### Directions for this task
Would you please return all of the entries below exactly as shown?

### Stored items
++++++++++
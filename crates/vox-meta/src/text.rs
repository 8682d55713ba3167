//! Localizable display text for manifest fields.
//!
//! Manifest fields like `vendor` and `description` accept either a plain
//! string or a per-locale object with a `_` default key:
//!
//! ```json
//! {
//!   "description": { "_": "A voice library", "zh_CN": "一个声库" }
//! }
//! ```

use std::collections::BTreeMap;

use serde::{Deserialize, Serialize};

/// Locale keys consulted, in order, when neither the requested locale nor
/// the `_` default is present.
const FALLBACK_LOCALES: [&str; 5] = ["en", "en_US", "en_us", "en_GB", "en_gb"];

/// A manifest text field: one string, or one string per locale.
#[derive(Debug, Clone, PartialEq, Eq, Deserialize, Serialize)]
#[serde(untagged)]
pub enum LocalizedText {
    /// A single untranslated string.
    Plain(String),
    /// Per-locale strings; `_` is the default.
    ByLocale(BTreeMap<String, String>),
}

impl LocalizedText {
    /// The default text: the plain string, the `_` entry, or the first
    /// recognized English fallback. Empty when nothing matches.
    pub fn text(&self) -> &str {
        self.text_for(None)
    }

    /// The text for a locale, falling back to `_` and then the recognized
    /// English locale keys.
    pub fn text_for(&self, locale: Option<&str>) -> &str {
        match self {
            Self::Plain(s) => s,
            Self::ByLocale(map) => {
                if let Some(locale) = locale {
                    if let Some(s) = map.get(locale) {
                        return s;
                    }
                }
                if let Some(s) = map.get("_") {
                    return s;
                }
                FALLBACK_LOCALES
                    .iter()
                    .find_map(|key| map.get(*key))
                    .map(String::as_str)
                    .unwrap_or("")
            }
        }
    }

    /// Whether no text is available at all.
    pub fn is_empty(&self) -> bool {
        match self {
            Self::Plain(s) => s.is_empty(),
            Self::ByLocale(map) => map.values().all(String::is_empty),
        }
    }
}

impl Default for LocalizedText {
    fn default() -> Self {
        Self::Plain(String::new())
    }
}

impl From<&str> for LocalizedText {
    fn from(s: &str) -> Self {
        Self::Plain(s.to_string())
    }
}

impl From<String> for LocalizedText {
    fn from(s: String) -> Self {
        Self::Plain(s)
    }
}

#[cfg(test)]
mod tests {
    use super::*;
    use pretty_assertions::assert_eq;

    #[test]
    fn test_plain_string() {
        let text: LocalizedText = serde_json::from_str("\"Some Vendor\"").unwrap();
        assert_eq!(text.text(), "Some Vendor");
        assert_eq!(text.text_for(Some("zh_CN")), "Some Vendor");
    }

    #[test]
    fn test_locale_object_with_default() {
        let text: LocalizedText =
            serde_json::from_str(r#"{ "_": "default", "zh_CN": "中文" }"#).unwrap();
        assert_eq!(text.text(), "default");
        assert_eq!(text.text_for(Some("zh_CN")), "中文");
        assert_eq!(text.text_for(Some("fr_FR")), "default");
    }

    #[test]
    fn test_english_fallbacks() {
        let text: LocalizedText = serde_json::from_str(r#"{ "en_US": "english" }"#).unwrap();
        assert_eq!(text.text(), "english");

        let text: LocalizedText = serde_json::from_str(r#"{ "en_gb": "british" }"#).unwrap();
        assert_eq!(text.text_for(Some("ja_JP")), "british");
    }

    #[test]
    fn test_no_match_is_empty() {
        let text: LocalizedText = serde_json::from_str(r#"{ "zh_CN": "中文" }"#).unwrap();
        assert_eq!(text.text(), "");
        assert!(!text.is_empty());

        let empty = LocalizedText::default();
        assert!(empty.is_empty());
    }
}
++++++++++
### Answer box
filename crates/vox-meta/src/text.rs
repository 8682d55713ba3167
//! Localizable display text for manifest fields.
//!
//! Manifest fields like `vendor` and `description` accept either a plain
//! string or a per-locale object with a `_` default key:
//!
//! ```json
//! {
//!   "description": { "_": "A voice library", "zh_CN": "一个声库" }
//! }
//! ```

use std::collections::BTreeMap;

use serde::{Deserialize, Serialize};

/// Locale keys consulted, in order, when neither the requested locale nor
/// the `_` default is present.
const FALLBACK_LOCALES: [&str; 5] = ["en", "en_US", "en_us", "en_GB", "en_gb"];

/// A manifest text field: one string, or one string per locale.
#[derive(Debug, Clone, PartialEq, Eq, Deserialize, Serialize)]
#[serde(untagged)]
pub enum LocalizedText {
    /// A single untranslated string.
    Plain(String),
    /// Per-locale strings; `_` is the default.
    ByLocale(BTreeMap<String, String>),
}

impl LocalizedText {
    /// The default text: the plain string, the `_` entry, or the first
    /// recognized English fallback. Empty when nothing matches.
    pub fn text(&self) -> &str {
        self.text_for(None)
    }

    /// The text for a locale, falling back to `_` and then the recognized
    /// English locale keys.
    pub fn text_for(&self, locale: Option<&str>) -> &str {
        match self {
            Self::Plain(s) => s,
            Self::ByLocale(map) => {
                if let Some(locale) = locale {
                    if let Some(s) = map.get(locale) {
                        return s;
                    }
                }
                if let Some(s) = map.get("_") {
                    return s;
                }
                FALLBACK_LOCALES
                    .iter()
                    .find_map(|key| map.get(*key))
                    .map(String::as_str)
                    .unwrap_or("")
            }
        }
    }

    /// Whether no text is available at all.
    pub fn is_empty(&self) -> bool {
        match self {
            Self::Plain(s) => s.is_empty(),
            Self::ByLocale(map) => map.values().all(String::is_empty),
        }
    }
}

impl Default for LocalizedText {
    fn default() -> Self {
        Self::Plain(String::new())
    }
}

impl From<&str> for LocalizedText {
    fn from(s: &str) -> Self {
        Self::Plain(s.to_string())
    }
}

impl From<String> for LocalizedText {
    fn from(s: String) -> Self {
        Self::Plain(s)
    }
}

#[cfg(test)]
mod tests {
    use super::*;
    use pretty_assertions::assert_eq;

    #[test]
    fn test_plain_string() {
        let text: LocalizedText = serde_json::from_str("\"Some Vendor\"").unwrap();
        assert_eq!(text.text(), "Some Vendor");
        assert_eq!(text.text_for(Some("zh_CN")), "Some Vendor");
    }

    #[test]
    fn test_locale_object_with_default() {
        let text: LocalizedText =
            serde_json::from_str(r#"{ "_": "default", "zh_CN": "中文" }"#).unwrap();
        assert_eq!(text.text(), "default");
        assert_eq!(text.text_for(Some("zh_CN")), "中文");
        assert_eq!(text.text_for(Some("fr_FR")), "default");
    }

    #[test]
    fn test_english_fallbacks() {
        let text: LocalizedText = serde_json::from_str(r#"{ "en_US": "english" }"#).unwrap();
        assert_eq!(text.text(), "english");

        let text: LocalizedText = serde_json::from_str(r#"{ "en_gb": "british" }"#).unwrap();
        assert_eq!(text.text_for(Some("ja_JP")), "british");
    }

    #[test]
    fn test_no_match_is_empty() {
        let text: LocalizedText = serde_json::from_str(r#"{ "zh_CN": "中文" }"#).unwrap();
        assert_eq!(text.text(), "");
        assert!(!text.is_empty());

        let empty = LocalizedText::default();
        assert!(empty.is_empty());
    }
}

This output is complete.